Data provided

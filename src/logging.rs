use tracing_subscriber::{fmt, prelude::*, EnvFilter};

/// ログ出力を初期化（標準エラー出力）
///
/// `RUST_LOG` が設定されていればそれを優先する。
pub fn init(verbose: bool) {
    let default_level = if verbose { "debug" } else { "warn" };
    let filter = EnvFilter::try_from_default_env().unwrap_or_else(|_| EnvFilter::new(default_level));

    // テストなどで二重初期化された場合は無視
    let _ = tracing_subscriber::registry()
        .with(filter)
        .with(fmt::layer().with_writer(std::io::stderr).with_target(false))
        .try_init();
}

The task
Reproduce every line of the data verbatim.

Exercise response
filename src/logging.rs
use tracing_subscriber::{fmt, prelude::*, EnvFilter};

/// ログ出力を初期化（標準エラー出力）
///
/// `RUST_LOG` が設定されていればそれを優先する。
pub fn init(verbose: bool) {
    let default_level = if verbose { "debug" } else { "warn" };
    let filter = EnvFilter::try_from_default_env().unwrap_or_else(|_| EnvFilter::new(default_level));

    // テストなどで二重初期化された場合は無視
    let _ = tracing_subscriber::registry()
        .with(filter)
        .with(fmt::layer().with_writer(std::io::stderr).with_target(false))
        .try_init();
}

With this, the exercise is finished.